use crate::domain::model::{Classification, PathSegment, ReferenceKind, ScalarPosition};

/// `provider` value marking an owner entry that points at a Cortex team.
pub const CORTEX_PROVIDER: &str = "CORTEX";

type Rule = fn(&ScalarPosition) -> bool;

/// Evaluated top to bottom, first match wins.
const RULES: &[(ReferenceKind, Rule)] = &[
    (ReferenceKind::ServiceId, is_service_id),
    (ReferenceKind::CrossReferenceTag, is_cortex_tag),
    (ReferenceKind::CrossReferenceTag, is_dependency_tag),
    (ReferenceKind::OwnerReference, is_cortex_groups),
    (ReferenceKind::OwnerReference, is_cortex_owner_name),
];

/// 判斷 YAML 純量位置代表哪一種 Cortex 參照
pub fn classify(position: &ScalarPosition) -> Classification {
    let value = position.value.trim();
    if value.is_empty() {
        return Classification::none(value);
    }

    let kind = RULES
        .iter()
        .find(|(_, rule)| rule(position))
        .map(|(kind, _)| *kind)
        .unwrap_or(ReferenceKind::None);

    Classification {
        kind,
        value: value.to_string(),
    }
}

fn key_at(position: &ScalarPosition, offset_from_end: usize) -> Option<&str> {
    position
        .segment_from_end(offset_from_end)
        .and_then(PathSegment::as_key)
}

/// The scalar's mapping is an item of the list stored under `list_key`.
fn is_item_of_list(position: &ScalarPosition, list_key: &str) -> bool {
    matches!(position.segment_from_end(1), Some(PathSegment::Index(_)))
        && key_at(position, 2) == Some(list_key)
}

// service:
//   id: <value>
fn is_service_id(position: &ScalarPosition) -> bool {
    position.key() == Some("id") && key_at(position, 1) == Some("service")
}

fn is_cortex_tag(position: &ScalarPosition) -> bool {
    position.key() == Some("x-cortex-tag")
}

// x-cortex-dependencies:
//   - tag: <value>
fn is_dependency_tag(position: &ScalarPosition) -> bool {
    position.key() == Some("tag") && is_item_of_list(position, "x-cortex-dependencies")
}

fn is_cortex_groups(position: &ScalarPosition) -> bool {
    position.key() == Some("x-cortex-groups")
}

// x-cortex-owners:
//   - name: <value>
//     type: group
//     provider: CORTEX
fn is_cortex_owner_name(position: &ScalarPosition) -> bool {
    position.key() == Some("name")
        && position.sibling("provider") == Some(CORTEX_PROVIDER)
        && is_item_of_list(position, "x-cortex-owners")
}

◇ ◇ ◇ ◇

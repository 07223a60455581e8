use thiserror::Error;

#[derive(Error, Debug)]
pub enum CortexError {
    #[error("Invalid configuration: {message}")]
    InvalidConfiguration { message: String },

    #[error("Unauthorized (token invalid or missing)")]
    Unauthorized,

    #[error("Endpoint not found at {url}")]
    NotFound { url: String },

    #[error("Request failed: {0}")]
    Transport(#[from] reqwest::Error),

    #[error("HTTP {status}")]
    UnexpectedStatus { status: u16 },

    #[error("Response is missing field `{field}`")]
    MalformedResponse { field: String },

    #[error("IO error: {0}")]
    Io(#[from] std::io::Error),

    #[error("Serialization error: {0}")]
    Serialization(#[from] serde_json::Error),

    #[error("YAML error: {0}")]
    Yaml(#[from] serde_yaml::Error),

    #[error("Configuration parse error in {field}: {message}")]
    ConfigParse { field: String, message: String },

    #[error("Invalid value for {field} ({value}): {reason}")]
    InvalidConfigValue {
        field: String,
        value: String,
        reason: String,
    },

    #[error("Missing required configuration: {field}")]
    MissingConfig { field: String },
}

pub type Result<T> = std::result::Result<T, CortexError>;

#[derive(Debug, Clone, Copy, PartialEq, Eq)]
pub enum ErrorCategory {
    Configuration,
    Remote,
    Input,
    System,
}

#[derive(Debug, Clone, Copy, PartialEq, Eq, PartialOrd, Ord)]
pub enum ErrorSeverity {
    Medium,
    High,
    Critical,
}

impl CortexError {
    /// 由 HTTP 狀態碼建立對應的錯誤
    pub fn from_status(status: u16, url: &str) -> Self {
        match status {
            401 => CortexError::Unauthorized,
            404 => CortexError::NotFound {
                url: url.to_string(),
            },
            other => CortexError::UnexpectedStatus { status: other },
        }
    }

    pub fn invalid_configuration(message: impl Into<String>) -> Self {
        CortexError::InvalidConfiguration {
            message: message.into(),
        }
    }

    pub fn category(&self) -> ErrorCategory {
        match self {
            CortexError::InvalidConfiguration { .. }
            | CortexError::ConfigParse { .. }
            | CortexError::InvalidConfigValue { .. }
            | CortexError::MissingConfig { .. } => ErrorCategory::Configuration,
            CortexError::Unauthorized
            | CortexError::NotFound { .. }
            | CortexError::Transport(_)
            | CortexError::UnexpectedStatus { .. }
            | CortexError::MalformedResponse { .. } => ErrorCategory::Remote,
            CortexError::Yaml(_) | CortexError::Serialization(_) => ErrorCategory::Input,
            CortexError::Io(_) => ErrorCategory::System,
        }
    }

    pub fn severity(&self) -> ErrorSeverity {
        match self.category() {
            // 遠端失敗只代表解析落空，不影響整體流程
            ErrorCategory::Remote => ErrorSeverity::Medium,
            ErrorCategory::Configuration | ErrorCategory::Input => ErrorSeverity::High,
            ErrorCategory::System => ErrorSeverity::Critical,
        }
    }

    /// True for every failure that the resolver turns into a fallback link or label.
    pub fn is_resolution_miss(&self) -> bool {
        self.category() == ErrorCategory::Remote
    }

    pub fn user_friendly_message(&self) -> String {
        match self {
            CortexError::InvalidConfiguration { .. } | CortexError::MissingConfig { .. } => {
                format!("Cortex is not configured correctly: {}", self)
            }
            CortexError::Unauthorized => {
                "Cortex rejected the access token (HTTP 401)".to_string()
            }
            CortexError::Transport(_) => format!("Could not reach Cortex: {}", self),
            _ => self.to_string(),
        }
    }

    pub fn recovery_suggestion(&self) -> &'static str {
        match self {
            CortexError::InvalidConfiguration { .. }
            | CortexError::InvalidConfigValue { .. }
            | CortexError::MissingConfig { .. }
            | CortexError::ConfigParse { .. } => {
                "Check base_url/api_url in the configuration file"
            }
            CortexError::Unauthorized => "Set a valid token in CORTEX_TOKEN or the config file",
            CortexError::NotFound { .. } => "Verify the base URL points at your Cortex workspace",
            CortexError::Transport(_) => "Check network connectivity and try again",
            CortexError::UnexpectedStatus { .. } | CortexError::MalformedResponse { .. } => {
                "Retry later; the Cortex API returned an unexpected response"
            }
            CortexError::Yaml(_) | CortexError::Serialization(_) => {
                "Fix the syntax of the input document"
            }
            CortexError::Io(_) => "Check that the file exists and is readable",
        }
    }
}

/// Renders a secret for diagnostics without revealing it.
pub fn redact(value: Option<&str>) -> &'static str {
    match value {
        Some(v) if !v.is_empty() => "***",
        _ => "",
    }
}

◇ ◇ ◇ ◇

YOUR OBJECTIVE —
Using the data above, work out how many lines include the word "Remote" and give only that number.

RESULT —
4